Adds build.patches: []string to intent — a list of unified-diff files trond applies to a fresh git worktree of the resolved revision before running gradle. Closes FR-026/027/028 added in this PR's spec.md update.

Motivating use case: tools/replay/ (PR #172) needs 4 java-tron source patches to skip mainnet-time-baked checks. Today the operator runs git apply manually before trond build. This PR makes the patches a declarative property of the intent so the build pipeline handles them.

Beyond ergonomics:

  • Cross-machine cache reuse. Today's working-tree-derived PatchHash depends on the operator's local .DS_Store / IDE temp files. Two operators with the same intent get different cache keys. With declarative patches, patch_hash = sha256(ordered patch contents) — pure function of inputs, identical on every machine.
  • Reproducibility. Intent becomes the single source of truth for what artifact a deploy needs.
  • Agent-friendly. An MCP agent can drive a patched-build deploy without shelling out to git apply.
  • User source preserved. The worktree is git worktree add --detach under $TROND_STATE_DIR/builds/worktrees/<cache-key>/. The user's primary checkout's git status stays clean — IDE windows don't churn, in-flight WIP is safe.

Lifecycle

resolveBuild (cache miss) →
  setupWorktree (mkdir, git worktree add, git apply --check, git apply)
  → runner.RunBuild (gradle in worktree path)
  → defer cleanup (git worktree remove --force)

Cache hits skip setup/cleanup entirely. Failed patches surface as PATCH_FAILED with the offending patch path and git apply's stderr.
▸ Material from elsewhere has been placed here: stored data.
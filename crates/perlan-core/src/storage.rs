//! Local key-value storage backing the content cache.
//!
//! Values are opaque strings (JSON in practice). All operations are
//! synchronous and never touch the network.

use std::collections::HashMap;
use std::io;
use std::path::{Path, PathBuf};
use std::sync::Mutex;

/// Results log key.
pub const RESULTS_KEY: &str = "perlan_results";
/// Per-player stats map key.
pub const STATS_KEY: &str = "perlan_stats";
/// Learning progress map key.
pub const PROGRESS_KEY: &str = "perlan_learning_progress";

/// A synchronous string store addressed by key.
pub trait LocalStore: Send + Sync {
    fn read(&self, key: &str) -> io::Result<Option<String>>;

    fn write(&self, key: &str, value: &str) -> io::Result<()>;

    /// Remove a key. Removing a missing key is not an error.
    fn remove(&self, key: &str) -> io::Result<()>;
}

/// Process-local store, lost on exit.
#[derive(Debug, Default)]
pub struct MemoryStore {
    entries: Mutex<HashMap<String, String>>,
}

impl MemoryStore {
    pub fn new() -> Self {
        Self::default()
    }

    fn lock(&self) -> std::sync::MutexGuard<'_, HashMap<String, String>> {
        self.entries.lock().unwrap_or_else(|e| e.into_inner())
    }
}

impl LocalStore for MemoryStore {
    fn read(&self, key: &str) -> io::Result<Option<String>> {
        Ok(self.lock().get(key).cloned())
    }

    fn write(&self, key: &str, value: &str) -> io::Result<()> {
        self.lock().insert(key.to_string(), value.to_string());
        Ok(())
    }

    fn remove(&self, key: &str) -> io::Result<()> {
        self.lock().remove(key);
        Ok(())
    }
}

/// One `<key>.json` file per key inside a directory.
///
/// Writes go to a temporary file that is then renamed over the target, so a
/// crash mid-write never leaves a truncated value behind.
#[derive(Debug, Clone)]
pub struct FileStore {
    dir: PathBuf,
}

impl FileStore {
    /// Open (creating if needed) a store rooted at `dir`.
    pub fn open(dir: impl Into<PathBuf>) -> io::Result<Self> {
        let dir = dir.into();
        std::fs::create_dir_all(&dir)?;
        Ok(Self { dir })
    }

    pub fn dir(&self) -> &Path {
        &self.dir
    }

    fn path(&self, key: &str) -> io::Result<PathBuf> {
        if key.is_empty() || !key.chars().all(|c| c.is_ascii_alphanumeric() || c == '_' || c == '-') {
            return Err(io::Error::new(
                io::ErrorKind::InvalidInput,
                format!("invalid storage key '{key}'"),
            ));
        }
        Ok(self.dir.join(format!("{key}.json")))
    }
}

impl LocalStore for FileStore {
    fn read(&self, key: &str) -> io::Result<Option<String>> {
        match std::fs::read_to_string(self.path(key)?) {
            Ok(s) => Ok(Some(s)),
            Err(e) if e.kind() == io::ErrorKind::NotFound => Ok(None),
            Err(e) => Err(e),
        }
    }

    fn write(&self, key: &str, value: &str) -> io::Result<()> {
        let path = self.path(key)?;
        let temp = self.dir.join(format!(".{key}.tmp"));
        std::fs::write(&temp, value)?;
        std::fs::rename(&temp, &path)
    }

    fn remove(&self, key: &str) -> io::Result<()> {
        match std::fs::remove_file(self.path(key)?) {
            Err(e) if e.kind() != io::ErrorKind::NotFound => Err(e),
            _ => Ok(()),
        }
    }
}

#[cfg(test)]
mod tests {
    use super::*;

    fn exercise(store: &dyn LocalStore) {
        assert_eq!(store.read("perlan_x_v1").unwrap(), None);
        store.write("perlan_x_v1", "[1]").unwrap();
        assert_eq!(store.read("perlan_x_v1").unwrap().as_deref(), Some("[1]"));
        store.write("perlan_x_v1", "[2]").unwrap();
        assert_eq!(store.read("perlan_x_v1").unwrap().as_deref(), Some("[2]"));
        store.remove("perlan_x_v1").unwrap();
        store.remove("perlan_x_v1").unwrap();
        assert_eq!(store.read("perlan_x_v1").unwrap(), None);
    }

    #[test]
    fn memory_store_round_trip() {
        exercise(&MemoryStore::new());
    }

    #[test]
    fn file_store_round_trip() {
        let dir = tempfile::tempdir().unwrap();
        let store = FileStore::open(dir.path().join("data")).unwrap();
        exercise(&store);
    }

    #[test]
    fn file_store_persists_across_instances() {
        let dir = tempfile::tempdir().unwrap();
        FileStore::open(dir.path()).unwrap().write(STATS_KEY, "{}").unwrap();
        let reopened = FileStore::open(dir.path()).unwrap();
        assert_eq!(reopened.read(STATS_KEY).unwrap().as_deref(), Some("{}"));
        assert!(!dir.path().join(format!(".{STATS_KEY}.tmp")).exists());
    }

    #[test]
    fn file_store_rejects_path_like_keys() {
        let dir = tempfile::tempdir().unwrap();
        let store = FileStore::open(dir.path()).unwrap();
        let err = store.write("../escape", "x").unwrap_err();
        assert_eq!(err.kind(), io::ErrorKind::InvalidInput);
    }
}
Behavior when build.patches is absent/empty: unchanged. The build runs in the user's source dir directly with today's dirty-tree PatchHash semantics — preserves the iterative dev-loop where you edit source, run trond apply, get the artifact with your edits.

Schema / contract changes

  • intent.BuildSpec gains optional patches []string (FR-026)
  • Manifest.patches (additive optional field, omitempty)
  • schemas/output/build-{inspect,list,prune}.schema.json declare the new field
  • SchemaVersion bump 1.4.0 → 1.5.0 (MINOR — additive only)

Patches shipped

tools/replay/patches/{01..04}-*.patch — the 4 java-tron source patches replay needs:

  • 01-skip-tx-expiration.patchTransactionCapsule.checkExpiration → no-op
  • 02-skip-tapos-validation.patchManager.processTransaction skip validateTapos + validateCommon
  • 03-skip-network-expiration.patchTransactionsMsgHandler skip network-layer expiration + its catch arm
  • 04-fast-proposals.patchProposalCapsule.hasExpired → always true (optional, for faster proposal iteration)

All 4 verified to apply cleanly to current java-tron HEAD (d7a90ca21) via the worktree mechanism.

Test plan

  • make test — clean
  • make lint — clean
  • go test ./internal/build/ -run 'TestComputePatchHash|TestValidatePatchFile|TestSetupWorktree|TestResolveBuild_Patches' — 16 sub-cases passing:
    • TestComputePatchHash_Deterministic (4 sub) — cross-machine hash determinism; order matters; identical contents hash same regardless of filename; empty list
    • TestValidatePatchFile (7 sub) — header sniffing accepts git/posix/svn formats, rejects yaml/binary/garbage/missing
    • TestSetupWorktree_AppliesPatchesAndCleansUp — full lifecycle with patch application + cleanup
    • TestSetupWorktree_BadPatchSurfacesStructuredErrorPATCH_FAILED envelope with patch path + git stderr
    • TestResolveBuild_PatchesOverridesPatchHash — unrelated dirty-tree noise doesn't shift the cache key when Patches is set (the cross-machine cache reuse invariant)
  • Real trond plan against an intent with 2 patches + java-tron source — plan resolves cleanly
  • All 4 replay patches verified via git apply --check against fresh java-tron worktree

Adds FR-026/027/028: intent's build: block accepts a `patches: []string`
list of unified-diff files. When non-empty, trond builds the source in
an isolated `git worktree` at the resolved revision with patches
applied, NOT in the user's primary source tree.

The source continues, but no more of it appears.